### INSTRUCTIONS TO FOLLOW
Each line that has the string "filename" must be copied from the records below.

### LISTED ENTRIES
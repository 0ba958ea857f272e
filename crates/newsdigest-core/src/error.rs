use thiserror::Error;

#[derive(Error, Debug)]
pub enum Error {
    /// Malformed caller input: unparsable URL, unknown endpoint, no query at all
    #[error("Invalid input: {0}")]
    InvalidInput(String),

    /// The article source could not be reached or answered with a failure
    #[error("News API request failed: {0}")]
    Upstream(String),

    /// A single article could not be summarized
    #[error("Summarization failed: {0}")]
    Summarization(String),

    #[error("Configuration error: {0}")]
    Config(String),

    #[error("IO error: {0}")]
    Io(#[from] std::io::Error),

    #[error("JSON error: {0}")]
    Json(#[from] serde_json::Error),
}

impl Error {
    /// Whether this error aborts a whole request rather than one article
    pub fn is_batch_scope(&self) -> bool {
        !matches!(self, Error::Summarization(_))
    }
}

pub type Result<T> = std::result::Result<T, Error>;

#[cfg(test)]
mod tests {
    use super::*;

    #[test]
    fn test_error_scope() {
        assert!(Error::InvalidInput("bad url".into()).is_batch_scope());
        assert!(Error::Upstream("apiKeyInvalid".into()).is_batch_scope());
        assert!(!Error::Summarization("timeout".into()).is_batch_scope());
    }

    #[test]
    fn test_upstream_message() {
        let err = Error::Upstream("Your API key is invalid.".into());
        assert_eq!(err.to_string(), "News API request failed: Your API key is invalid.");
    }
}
---
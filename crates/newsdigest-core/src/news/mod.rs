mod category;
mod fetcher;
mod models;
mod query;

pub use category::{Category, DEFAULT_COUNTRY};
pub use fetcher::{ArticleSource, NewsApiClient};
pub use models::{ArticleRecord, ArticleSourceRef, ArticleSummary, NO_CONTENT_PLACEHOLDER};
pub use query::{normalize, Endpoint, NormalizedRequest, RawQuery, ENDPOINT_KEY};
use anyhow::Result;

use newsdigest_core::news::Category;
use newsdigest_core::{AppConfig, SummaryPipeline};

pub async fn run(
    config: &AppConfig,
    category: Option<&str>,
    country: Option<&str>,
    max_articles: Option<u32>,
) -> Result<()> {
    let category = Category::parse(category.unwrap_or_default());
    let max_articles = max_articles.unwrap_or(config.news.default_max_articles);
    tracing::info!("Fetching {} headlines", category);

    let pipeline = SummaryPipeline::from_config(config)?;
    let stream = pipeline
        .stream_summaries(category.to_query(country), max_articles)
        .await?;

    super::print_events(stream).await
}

### ANSWER
filename crates/newsdigest-core/src/error.rs
filename crates/newsdigest-core/src/news/mod.rs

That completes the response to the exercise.